許婚の江厭離は、時々母親である、虞夫人に連れられて、ここ金鱗台へやって来る。
子供同士、一緒にいれば放っておいても親しくなると思っているのか、それとも子供を理由に自分たちが話したいだけなのか。母親たちがいなくなると、ふたりの間に会話はなくなってしまう。
行く当てもなく、ふたりで屋敷の中を散歩する。
毎回この流れで、あとは庭からまわるか、池からはじめるかの違いだけだった。
もう紹介することもなく、無言でただ歩き回って時間をつぶすだけだった。
その時、犬の鳴き声がした。
金子軒は、その犬に見覚えがあった。誰かは思い出せないが、金氏の者が飼っている霊犬だろう。どこからか脱走してきたらしい。

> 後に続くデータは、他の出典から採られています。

// SPDX-FileCopyrightText: 2026 Confide Contributors
// SPDX-License-Identifier: MIT OR Apache-2.0

//! Compaction: folds an evicted window into the conversation's long-term
//! summary via a single non-streaming completion call.

use std::sync::Arc;

use confide_core::{
    CompletionProvider, ConfideError, ConversationId, ConversationStore, PromptMessage,
    ProviderRequest, Sender, Turn,
};
use tracing::{debug, info};

/// Instruction for the summarization call.
pub const SUMMARY_PROMPT: &str = "\
Summarize the following conversation. Write the summary in plain text only, \
without emoji or markdown syntax.
Summarize each message in this form:
user: [summary of what the user expressed]
ai: [summary of how the AI responded]";

/// Render turns as `user: ...` / `ai: ...` lines.
pub fn transcript(turns: &[Turn]) -> String {
    turns
        .iter()
        .map(|turn| {
            let speaker = match turn.sender {
                Sender::User => "user",
                Sender::Ai => "ai",
            };
            format!("{speaker}: {}\n", turn.text)
        })
        .collect()
}

/// Build the summarization request. Only the evicted turns are included.
pub fn summary_request(model: &str, max_tokens: u32, evicted: &[Turn]) -> ProviderRequest {
    ProviderRequest {
        model: model.to_string(),
        messages: vec![PromptMessage::system(format!(
            "{SUMMARY_PROMPT}\n\nConversation:\n{}",
            transcript(evicted)
        ))],
        max_tokens,
    }
}

fn compaction_error(message: &str, source: ConfideError) -> ConfideError {
    ConfideError::Compaction {
        message: message.to_string(),
        source: Some(Box::new(source)),
    }
}

/// Summarizes evicted turns and appends the result to the stored history.
pub struct Compactor {
    provider: Arc<dyn CompletionProvider>,
    store: Arc<dyn ConversationStore>,
    model: String,
    max_tokens: u32,
}

impl Compactor {
    pub fn new(
        provider: Arc<dyn CompletionProvider>,
        store: Arc<dyn ConversationStore>,
        model: String,
        max_tokens: u32,
    ) -> Self {
        Self {
            provider,
            store,
            model,
            max_tokens,
        }
    }

    /// Summarize `evicted` and append the summary to the conversation.
    ///
    /// The history is written once, after a non-blank summary exists, so a
    /// failure at any step leaves it exactly as it was.
    pub async fn compact(
        &self,
        id: &ConversationId,
        evicted: &[Turn],
    ) -> Result<String, ConfideError> {
        if evicted.is_empty() {
            return Err(ConfideError::Compaction {
                message: "nothing to compact".to_string(),
                source: None,
            });
        }

        debug!(conversation_id = %id, turns = evicted.len(), "requesting summary");
        let response = self
            .provider
            .complete(summary_request(&self.model, self.max_tokens, evicted))
            .await
            .map_err(|e| compaction_error("summary generation failed", e))?;

        let summary = response.content.trim();
        if summary.is_empty() {
            return Err(ConfideError::Compaction {
                message: "provider returned an empty summary".to_string(),
                source: None,
            });
        }

        self.store
            .append_history(id, summary)
            .await
            .map_err(|e| compaction_error("failed to persist summary", e))?;

        info!(
            conversation_id = %id,
            turns = evicted.len(),
            summary_len = summary.len(),
            "history compacted"
        );
        Ok(summary.to_string())
    }
}
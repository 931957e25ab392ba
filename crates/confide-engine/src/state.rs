// SPDX-FileCopyrightText: 2026 Confide Contributors
// SPDX-License-Identifier: MIT OR Apache-2.0

//! Observable per-conversation lifecycle: Idle -> Streaming -> (Compacting)? -> Idle.

use confide_core::ConversationId;
use dashmap::{DashMap, DashSet};

#[derive(Debug, Clone, Copy, PartialEq, Eq)]
pub enum ConversationState {
    /// No turn in flight and no compaction pending.
    Idle,
    /// A turn is streaming or running its completion callback.
    Streaming,
    /// A compaction is queued or running; the next turn may still stream.
    Compacting,
}

impl std::fmt::Display for ConversationState {
    fn fmt(&self, f: &mut std::fmt::Formatter<'_>) -> std::fmt::Result {
        match self {
            ConversationState::Idle => write!(f, "idle"),
            ConversationState::Streaming => write!(f, "streaming"),
            ConversationState::Compacting => write!(f, "compacting"),
        }
    }
}

/// Tracks streaming turns and pending compactions. Absent ids are idle.
#[derive(Debug, Default)]
pub struct ConversationStates {
    streaming: DashSet<ConversationId>,
    compacting: DashMap<ConversationId, usize>,
}

impl ConversationStates {
    pub fn new() -> Self {
        Self::default()
    }

    /// Streaming takes precedence over a pending compaction.
    pub fn get(&self, id: &ConversationId) -> ConversationState {
        if self.streaming.contains(id) {
            ConversationState::Streaming
        } else if self.compacting.contains_key(id) {
            ConversationState::Compacting
        } else {
            ConversationState::Idle
        }
    }

    pub fn begin_streaming(&self, id: &ConversationId) {
        self.streaming.insert(id.clone());
    }

    pub fn end_streaming(&self, id: &ConversationId) {
        self.streaming.remove(id);
    }

    pub fn begin_compaction(&self, id: &ConversationId) {
        *self.compacting.entry(id.clone()).or_insert(0) += 1;
    }

    pub fn end_compaction(&self, id: &ConversationId) {
        if let Some(mut pending) = self.compacting.get_mut(id) {
            *pending = pending.saturating_sub(1);
        }
        self.compacting.remove_if(id, |_, pending| *pending == 0);
    }

    pub fn forget(&self, id: &ConversationId) {
        self.streaming.remove(id);
        self.compacting.remove(id);
    }
}
// SPDX-FileCopyrightText: 2026 Confide Contributors
// SPDX-License-Identifier: MIT OR Apache-2.0

//! Post-deserialization validation for configuration values.

use std::collections::HashSet;

use crate::diagnostic::ConfigError;
use crate::model::ConfideConfig;

/// Smallest window that can hold one user turn and one reply.
pub const MIN_WINDOW_SIZE: usize = 2;

/// Validate a deserialized configuration for semantic correctness.
///
/// Collects every failure rather than stopping at the first.
pub fn validate_config(config: &ConfideConfig) -> Result<(), Vec<ConfigError>> {
    let mut errors = Vec::new();
    let mut fail = |message: String| errors.push(ConfigError::Validation { message });

    if config.storage.database_path.trim().is_empty() {
        fail("storage.database_path must not be empty".to_string());
    }

    if config.context.window_size < MIN_WINDOW_SIZE {
        fail(format!(
            "context.window_size must be at least {MIN_WINDOW_SIZE}, got {}",
            config.context.window_size
        ));
    }

    for (key, value) in [
        ("model.chat_model", &config.model.chat_model),
        ("model.summary_model", &config.model.summary_model),
        ("model.title_model", &config.model.title_model),
    ] {
        if value.trim().is_empty() {
            fail(format!("{key} must not be empty"));
        }
    }

    if config.model.max_tokens == 0 {
        fail("model.max_tokens must be greater than 0".to_string());
    }

    if config.engine.task_queue_capacity == 0 {
        fail("engine.task_queue_capacity must be at least 1".to_string());
    }

    if config.engine.task_workers == 0 {
        fail("engine.task_workers must be at least 1".to_string());
    }

    if config.gateway.host.trim().is_empty() {
        fail("gateway.host must not be empty".to_string());
    }

    let mut seen_tokens = HashSet::new();
    for (i, entry) in config.gateway.tokens.iter().enumerate() {
        if entry.token.trim().is_empty() {
            fail(format!("gateway.tokens[{i}].token must not be empty"));
        }
        if entry.owner.trim().is_empty() {
            fail(format!("gateway.tokens[{i}].owner must not be empty"));
        }
        if !seen_tokens.insert(entry.token.as_str()) {
            fail(format!("duplicate token in gateway.tokens[{i}]"));
        }
    }

    if errors.is_empty() {
        Ok(())
    } else {
        Err(errors)
    }
}
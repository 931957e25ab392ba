// SPDX-FileCopyrightText: 2026 Confide Contributors
// SPDX-License-Identifier: MIT OR Apache-2.0

//! Turn orchestration for the chat engine.
//!
//! [`ChatEngine::handle_turn`] authorizes the caller, durably records the
//! user message and starts one upstream completion behind a [`Relay`]. The
//! caller receives the live half of the relay; a completion task consumes
//! the accumulated text, persists the assistant turn, advances the context
//! window, and queues compaction and title generation.
//!
//! Everything after the first fragment is best-effort: failures are logged
//! and reported through [`TurnReport`], never pushed into the caller stream.

use std::sync::Arc;
use std::time::Duration;

use async_trait::async_trait;
use chrono::{SecondsFormat, Utc};
use confide_config::model::{ConfideConfig, DisconnectPolicy};
use confide_context::{Compactor, ContextWindow, PromptAssembler, TitleGenerator, load_policy};
use confide_core::{
    CompletionProvider, ConfideError, Conversation, ConversationId, ConversationStore, Message,
    OwnerId, ProviderRequest, Sender, TokenStream, Turn,
};
use tokio::sync::{OwnedMutexGuard, oneshot};
use tracing::{Instrument, debug, info, warn};

use crate::conversations::{ConversationService, load_owned};
use crate::locks::ConversationLocks;
use crate::relay::{Relay, RelayCompletion, RelayOutcome, RelayStatus};
use crate::state::{ConversationState, ConversationStates};
use crate::tasks::{Job, JobRunner, TaskQueue, TaskTicket};

fn now() -> String {
    Utc::now().to_rfc3339_opts(SecondsFormat::Millis, true)
}

/// A started turn.
pub struct ChatTurn {
    pub conversation_id: ConversationId,
    /// True when this turn created the conversation.
    pub is_new: bool,
    /// Live fragments in upstream order; an upstream error is the last item.
    pub fragments: TokenStream,
    pub completion: TurnCompletion,
}

impl std::fmt::Debug for ChatTurn {
    fn fmt(&self, f: &mut std::fmt::Formatter<'_>) -> std::fmt::Result {
        f.debug_struct("ChatTurn")
            .field("conversation_id", &self.conversation_id)
            .field("is_new", &self.is_new)
            .finish_non_exhaustive()
    }
}

/// What the completion callback did once the stream was drained.
#[derive(Debug)]
pub struct TurnReport {
    pub assistant_text: String,
    /// The upstream failed or was cancelled before its natural end.
    pub partial: bool,
    /// The assistant message was written to the store.
    pub persisted: bool,
    pub compaction: Option<TaskTicket>,
    pub title: Option<TaskTicket>,
}

impl TurnReport {
    fn unpersisted(assistant_text: String, partial: bool, compaction: Option<TaskTicket>) -> Self {
        Self {
            assistant_text,
            partial,
            persisted: false,
            compaction,
            title: None,
        }
    }
}

/// Resolves after the completion callback has finished.
#[derive(Debug)]
pub struct TurnCompletion {
    rx: oneshot::Receiver<TurnReport>,
}

impl TurnCompletion {
    fn ready(report: TurnReport) -> Self {
        let (tx, rx) = oneshot::channel();
        let _ = tx.send(report);
        Self { rx }
    }

    pub async fn wait(self) -> Result<TurnReport, ConfideError> {
        self.rx
            .await
            .map_err(|_| ConfideError::Internal("turn completion task stopped".to_string()))
    }
}

/// Runs compaction and title jobs for the task queue.
struct BackgroundJobs {
    compactor: Compactor,
    titles: TitleGenerator,
    states: Arc<ConversationStates>,
}

#[async_trait]
impl JobRunner for BackgroundJobs {
    async fn run(&self, job: &Job) -> Result<(), ConfideError> {
        match job {
            Job::Compact {
                conversation_id,
                evicted,
            } => {
                let result = self.compactor.compact(conversation_id, evicted).await;
                self.states.end_compaction(conversation_id);
                result.map(|_| ())
            }
            Job::GenerateTitle {
                conversation_id,
                user_text,
                assistant_text,
            } => self
                .titles
                .generate(conversation_id, user_text, assistant_text)
                .await
                .map(|_| ()),
        }
    }
}

/// State shared between the engine and its completion tasks.
struct Shared {
    store: Arc<dyn ConversationStore>,
    window: Arc<ContextWindow>,
    locks: Arc<ConversationLocks>,
    states: Arc<ConversationStates>,
    tasks: Arc<TaskQueue>,
}

/// Held for the lifetime of one turn: the conversation lock plus the
/// `Streaming` state.
///
/// Dropping it ends the turn wherever that happens, including when the
/// caller abandons `handle_turn` at an await point.
struct TurnGuard {
    shared: Arc<Shared>,
    id: ConversationId,
    lock: Option<OwnedMutexGuard<()>>,
}

impl TurnGuard {
    fn begin(shared: Arc<Shared>, id: ConversationId, lock: OwnedMutexGuard<()>) -> Self {
        shared.states.begin_streaming(&id);
        Self {
            shared,
            id,
            lock: Some(lock),
        }
    }
}

impl Drop for TurnGuard {
    fn drop(&mut self) {
        self.shared.states.end_streaming(&self.id);
        drop(self.lock.take());
        self.shared.locks.evict_idle(&self.id);
    }
}

impl Shared {
    async fn schedule_compaction(
        &self,
        id: &ConversationId,
        evicted: Vec<Turn>,
    ) -> Option<TaskTicket> {
        let turns = evicted.len();
        self.states.begin_compaction(id);
        match self
            .tasks
            .submit(Job::Compact {
                conversation_id: id.clone(),
                evicted,
            })
            .await
        {
            Ok(ticket) => {
                debug!(conversation_id = %id, turns, "compaction queued");
                Some(ticket)
            }
            Err(e) => {
                self.states.end_compaction(id);
                warn!(conversation_id = %id, error = %e, "failed to queue compaction, evicted turns lost");
                None
            }
        }
    }

    async fn schedule_title(
        &self,
        id: &ConversationId,
        user_text: &str,
        assistant_text: &str,
    ) -> Option<TaskTicket> {
        let job = Job::GenerateTitle {
            conversation_id: id.clone(),
            user_text: user_text.to_string(),
            assistant_text: assistant_text.to_string(),
        };
        match self.tasks.submit(job).await {
            Ok(ticket) => Some(ticket),
            Err(e) => {
                warn!(conversation_id = %id, error = %e, "failed to queue title generation");
                None
            }
        }
    }

    /// The completion callback: runs once, after the relay has finished.
    async fn finish(
        &self,
        id: &ConversationId,
        user_text: &str,
        is_new: bool,
        outcome: RelayOutcome,
        mut compaction: Option<TaskTicket>,
    ) -> TurnReport {
        let partial = outcome.is_partial();
        match &outcome.status {
            RelayStatus::Complete => {}
            RelayStatus::Failed(message) => warn!(
                conversation_id = %id,
                error = %message,
                received = outcome.text.len(),
                "completion stream failed, keeping partial response"
            ),
            RelayStatus::Abandoned => info!(
                conversation_id = %id,
                received = outcome.text.len(),
                "caller disconnected, upstream cancelled"
            ),
        }

        let text = outcome.text;
        if text.is_empty() {
            debug!(conversation_id = %id, "empty assistant response, nothing to persist");
            return TurnReport::unpersisted(text, partial, compaction);
        }

        let message = Message {
            id: uuid::Uuid::new_v4().to_string(),
            conversation_id: id.clone(),
            sender: Sender::Ai,
            content: text.clone(),
            created_at: now(),
        };
        let persisted = match self.store.insert_message(&message).await {
            Ok(()) => {
                debug!(conversation_id = %id, partial, "persisted assistant response");
                true
            }
            Err(e) => {
                warn!(conversation_id = %id, error = %e, "failed to persist assistant response");
                false
            }
        };

        // The window only advances once the assistant turn is durable.
        if persisted {
            if let Some(evicted) = self.window.append(id, Turn::ai(text.clone())) {
                compaction = self.schedule_compaction(id, evicted).await.or(compaction);
            }
            if let Some(evicted) = self.window.take_if_full(id) {
                compaction = self.schedule_compaction(id, evicted).await.or(compaction);
            }
        }

        // A title is only derived from an exchange that made it to the log.
        let title = if is_new && persisted {
            self.schedule_title(id, user_text, &text).await
        } else {
            None
        };

        TurnReport {
            assistant_text: text,
            partial,
            persisted,
            compaction,
            title,
        }
    }
}

/// The conversational streaming engine.
pub struct ChatEngine {
    shared: Arc<Shared>,
    provider: Arc<dyn CompletionProvider>,
    assembler: PromptAssembler,
    conversations: ConversationService,
    on_disconnect: DisconnectPolicy,
    shutdown_timeout: Duration,
}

普段なら、管理がなっていないと顔をしかめるところだが、この時ばかりは「助かった」と思った。
金家では、霊犬を厳しく
躾ており、人を傷付けることはないからだ。
犬は江厭離に怖がる様子が無いのを感じ取ると、近寄って行った。
江厭離はかがんで犬を撫でながら、なにか話しかけているようだ。
金子軒は、江厭離に声を掛けた。
「犬が、好きなのか?」
「ええ」
「俺も飼っている」
「そうなんですね」
犬は毛を江厭離に擦り付け、彼女はこそばゆいそうに微笑んでいる。
金子軒はまぶしいものでも見たように、目をそらした。
「やろうか?」
「?」
「犬」
「金公子、お気持ちは嬉しいのですが、弟は犬が苦手で……」
江厭離は少し戸惑ったような顔をした。
「江公子が? 確か、彼は犬が好きだと聞いたが」
「いえ、
阿……最近、うちで預かることになった門弟に苦手な者がおりまして」
彼女は、師弟の顔を思い浮かべた。出会ってからまだ日は浅いものの、すでに実の弟のように思っている。
きっと今頃は、江澄と一緒にどこかでいたずらをしているか、もしくは誰かに見つかって叱られているところだろう。そんな想像をして、つい笑みがこぼれてしまう。
その笑顔は、まるで昨日まで蕾だった花が、今日になって開いたようだった。
金子軒の中に、さまざまな感情が去来する。
まず感じたのは、純粋な驚きだった。普段は大人しくて目立たない彼女の、新たな一面にだ。
その次に、胸に焦りにも似た感覚がわく。切ないのに、もっと味わっていたいような不思議な感覚だ。
それが何なのか、彼はまだ知らない。
しだいに、彼の中では、彼女にそんな顔をさせる、名も知らぬ門弟とやらが気に食わないという感情の方が強くなってきた。
金子軒は、ふんっと鼻を鳴らすと、「今度、蓮花塢に行ったら、そいつの顔を拝んでやる」と、拳を握りしめていた。